- **REQUIRED WORK**
Copy exactly, please, the lines of the data from its start through the line containing "chains them with".

- **RECORDS SUPPLIED**

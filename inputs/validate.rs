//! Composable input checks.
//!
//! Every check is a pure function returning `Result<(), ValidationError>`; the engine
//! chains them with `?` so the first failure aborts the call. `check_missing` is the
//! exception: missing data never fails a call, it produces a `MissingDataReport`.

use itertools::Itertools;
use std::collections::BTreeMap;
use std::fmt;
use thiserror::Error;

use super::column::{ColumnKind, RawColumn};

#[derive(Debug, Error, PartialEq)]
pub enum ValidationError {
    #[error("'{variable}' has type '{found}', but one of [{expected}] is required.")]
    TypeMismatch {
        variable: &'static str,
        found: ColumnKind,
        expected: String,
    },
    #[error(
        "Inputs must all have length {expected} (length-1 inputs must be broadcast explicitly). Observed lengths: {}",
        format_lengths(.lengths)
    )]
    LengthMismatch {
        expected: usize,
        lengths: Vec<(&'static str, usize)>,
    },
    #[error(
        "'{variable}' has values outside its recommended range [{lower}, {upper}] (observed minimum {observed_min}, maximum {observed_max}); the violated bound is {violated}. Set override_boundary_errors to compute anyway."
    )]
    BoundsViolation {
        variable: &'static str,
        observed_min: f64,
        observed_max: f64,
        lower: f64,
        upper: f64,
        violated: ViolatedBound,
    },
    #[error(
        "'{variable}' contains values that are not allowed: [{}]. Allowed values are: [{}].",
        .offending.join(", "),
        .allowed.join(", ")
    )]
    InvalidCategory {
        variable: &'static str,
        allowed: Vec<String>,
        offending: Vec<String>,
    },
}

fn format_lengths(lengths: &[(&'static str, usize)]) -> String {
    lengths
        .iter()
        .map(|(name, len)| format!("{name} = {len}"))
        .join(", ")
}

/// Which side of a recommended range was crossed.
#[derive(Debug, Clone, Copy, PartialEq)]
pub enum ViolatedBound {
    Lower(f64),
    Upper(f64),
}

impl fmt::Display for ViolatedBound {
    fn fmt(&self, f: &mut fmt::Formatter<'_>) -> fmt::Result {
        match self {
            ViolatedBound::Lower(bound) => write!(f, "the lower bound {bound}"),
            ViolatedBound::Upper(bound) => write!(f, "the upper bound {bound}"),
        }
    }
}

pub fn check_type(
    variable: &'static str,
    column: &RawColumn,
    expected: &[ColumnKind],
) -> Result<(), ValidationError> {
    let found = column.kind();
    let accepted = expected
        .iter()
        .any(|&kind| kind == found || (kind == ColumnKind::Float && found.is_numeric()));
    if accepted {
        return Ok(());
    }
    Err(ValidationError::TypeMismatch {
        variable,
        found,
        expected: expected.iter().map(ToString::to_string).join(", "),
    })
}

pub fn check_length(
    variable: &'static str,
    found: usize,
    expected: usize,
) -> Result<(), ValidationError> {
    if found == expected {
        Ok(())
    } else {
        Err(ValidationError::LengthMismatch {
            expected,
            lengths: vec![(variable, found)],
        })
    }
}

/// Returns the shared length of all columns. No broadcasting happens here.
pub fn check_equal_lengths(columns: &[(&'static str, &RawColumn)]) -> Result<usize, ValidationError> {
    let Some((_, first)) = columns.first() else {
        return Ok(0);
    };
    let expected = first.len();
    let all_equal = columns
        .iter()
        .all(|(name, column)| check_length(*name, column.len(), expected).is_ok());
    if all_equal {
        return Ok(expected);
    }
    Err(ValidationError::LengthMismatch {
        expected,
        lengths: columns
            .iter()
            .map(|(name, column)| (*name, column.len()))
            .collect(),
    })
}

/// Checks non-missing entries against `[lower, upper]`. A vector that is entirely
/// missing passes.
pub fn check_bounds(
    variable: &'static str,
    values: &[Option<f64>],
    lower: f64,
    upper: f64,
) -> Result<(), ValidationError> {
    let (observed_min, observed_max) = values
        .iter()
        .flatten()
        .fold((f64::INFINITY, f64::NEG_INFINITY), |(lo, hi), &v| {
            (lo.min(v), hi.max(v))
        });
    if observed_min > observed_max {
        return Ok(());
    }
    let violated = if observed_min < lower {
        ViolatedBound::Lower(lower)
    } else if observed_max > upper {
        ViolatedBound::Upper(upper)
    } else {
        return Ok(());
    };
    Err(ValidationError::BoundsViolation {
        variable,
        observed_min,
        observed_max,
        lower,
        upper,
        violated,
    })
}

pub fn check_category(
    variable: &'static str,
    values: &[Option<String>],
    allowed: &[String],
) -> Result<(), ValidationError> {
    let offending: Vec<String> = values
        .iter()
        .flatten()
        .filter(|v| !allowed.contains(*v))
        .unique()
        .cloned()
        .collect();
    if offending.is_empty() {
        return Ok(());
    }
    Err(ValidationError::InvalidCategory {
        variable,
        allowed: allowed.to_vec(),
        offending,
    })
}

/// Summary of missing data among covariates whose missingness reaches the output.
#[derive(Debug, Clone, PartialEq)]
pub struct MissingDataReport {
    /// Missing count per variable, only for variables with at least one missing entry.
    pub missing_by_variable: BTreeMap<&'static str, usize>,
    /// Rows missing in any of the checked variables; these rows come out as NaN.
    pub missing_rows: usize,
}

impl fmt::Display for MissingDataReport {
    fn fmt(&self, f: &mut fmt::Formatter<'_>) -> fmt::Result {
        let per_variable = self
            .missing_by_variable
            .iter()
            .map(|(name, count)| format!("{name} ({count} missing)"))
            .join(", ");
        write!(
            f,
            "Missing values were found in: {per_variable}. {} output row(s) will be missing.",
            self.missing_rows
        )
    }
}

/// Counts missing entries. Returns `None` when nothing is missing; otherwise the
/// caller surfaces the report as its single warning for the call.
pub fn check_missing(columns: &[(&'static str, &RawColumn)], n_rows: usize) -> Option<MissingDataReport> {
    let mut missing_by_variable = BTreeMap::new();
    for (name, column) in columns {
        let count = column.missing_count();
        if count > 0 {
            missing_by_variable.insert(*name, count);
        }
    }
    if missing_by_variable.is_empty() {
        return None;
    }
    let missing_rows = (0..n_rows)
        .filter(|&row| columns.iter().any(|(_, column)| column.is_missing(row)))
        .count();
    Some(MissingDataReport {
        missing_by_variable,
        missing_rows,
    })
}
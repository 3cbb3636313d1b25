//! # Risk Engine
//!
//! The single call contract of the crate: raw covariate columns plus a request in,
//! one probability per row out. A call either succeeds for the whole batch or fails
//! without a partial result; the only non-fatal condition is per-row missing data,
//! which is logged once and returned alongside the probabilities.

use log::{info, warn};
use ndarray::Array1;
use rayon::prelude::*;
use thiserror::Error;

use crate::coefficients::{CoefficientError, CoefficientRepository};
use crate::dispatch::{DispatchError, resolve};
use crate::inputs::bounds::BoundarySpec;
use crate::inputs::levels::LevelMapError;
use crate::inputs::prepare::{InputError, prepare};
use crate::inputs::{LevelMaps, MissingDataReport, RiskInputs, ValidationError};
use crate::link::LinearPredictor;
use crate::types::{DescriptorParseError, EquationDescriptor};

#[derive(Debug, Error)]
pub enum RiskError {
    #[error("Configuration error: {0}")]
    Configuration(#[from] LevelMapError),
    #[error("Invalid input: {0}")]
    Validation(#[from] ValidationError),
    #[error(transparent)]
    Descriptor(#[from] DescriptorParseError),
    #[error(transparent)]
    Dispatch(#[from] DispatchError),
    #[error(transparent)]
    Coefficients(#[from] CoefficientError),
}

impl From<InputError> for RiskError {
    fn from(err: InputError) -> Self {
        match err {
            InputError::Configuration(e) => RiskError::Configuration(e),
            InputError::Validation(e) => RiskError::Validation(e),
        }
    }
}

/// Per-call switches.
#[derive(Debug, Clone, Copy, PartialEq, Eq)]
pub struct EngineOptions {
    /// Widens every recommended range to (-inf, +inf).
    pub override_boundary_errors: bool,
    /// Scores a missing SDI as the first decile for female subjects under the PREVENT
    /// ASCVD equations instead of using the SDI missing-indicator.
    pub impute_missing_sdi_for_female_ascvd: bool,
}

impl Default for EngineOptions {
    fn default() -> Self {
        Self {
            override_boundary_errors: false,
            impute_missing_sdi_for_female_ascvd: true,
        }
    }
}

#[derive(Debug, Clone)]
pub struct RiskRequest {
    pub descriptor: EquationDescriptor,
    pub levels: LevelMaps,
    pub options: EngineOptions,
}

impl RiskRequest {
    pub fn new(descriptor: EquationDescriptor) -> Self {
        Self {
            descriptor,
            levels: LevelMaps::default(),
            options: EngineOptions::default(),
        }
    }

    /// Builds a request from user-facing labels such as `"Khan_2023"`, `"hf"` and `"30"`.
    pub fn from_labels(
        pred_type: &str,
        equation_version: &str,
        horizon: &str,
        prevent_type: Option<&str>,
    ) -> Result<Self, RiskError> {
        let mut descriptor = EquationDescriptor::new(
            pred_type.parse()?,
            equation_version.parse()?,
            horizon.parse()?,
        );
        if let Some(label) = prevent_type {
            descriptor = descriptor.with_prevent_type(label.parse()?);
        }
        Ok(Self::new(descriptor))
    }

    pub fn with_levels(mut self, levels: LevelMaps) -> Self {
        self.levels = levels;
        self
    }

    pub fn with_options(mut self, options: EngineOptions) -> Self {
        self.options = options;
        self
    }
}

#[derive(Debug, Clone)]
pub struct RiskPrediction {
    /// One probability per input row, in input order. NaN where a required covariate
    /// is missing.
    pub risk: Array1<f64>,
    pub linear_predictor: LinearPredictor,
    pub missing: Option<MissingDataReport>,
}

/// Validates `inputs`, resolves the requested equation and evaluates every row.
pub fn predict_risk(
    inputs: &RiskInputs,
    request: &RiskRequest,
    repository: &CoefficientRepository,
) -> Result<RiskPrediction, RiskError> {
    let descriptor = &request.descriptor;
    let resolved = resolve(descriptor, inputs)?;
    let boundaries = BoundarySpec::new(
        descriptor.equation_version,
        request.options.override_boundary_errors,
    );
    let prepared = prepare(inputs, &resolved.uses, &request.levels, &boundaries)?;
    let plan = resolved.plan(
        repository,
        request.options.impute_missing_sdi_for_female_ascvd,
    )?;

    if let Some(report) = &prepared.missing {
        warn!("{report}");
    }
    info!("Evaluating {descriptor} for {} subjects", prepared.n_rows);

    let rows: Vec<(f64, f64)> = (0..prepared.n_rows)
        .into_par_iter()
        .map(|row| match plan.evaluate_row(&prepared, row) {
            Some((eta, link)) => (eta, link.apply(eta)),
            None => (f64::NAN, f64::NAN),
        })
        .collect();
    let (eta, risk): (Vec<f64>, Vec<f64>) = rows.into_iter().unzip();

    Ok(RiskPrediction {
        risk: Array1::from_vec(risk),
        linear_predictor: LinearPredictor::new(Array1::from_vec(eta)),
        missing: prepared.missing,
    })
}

- **WRITTEN RESPONSE**
filename inputs/validate.rs
//! Composable input checks.
//!
//! Every check is a pure function returning `Result<(), ValidationError>`; the engine
//! chains them with `?` so the first failure aborts the call. `check_missing` is the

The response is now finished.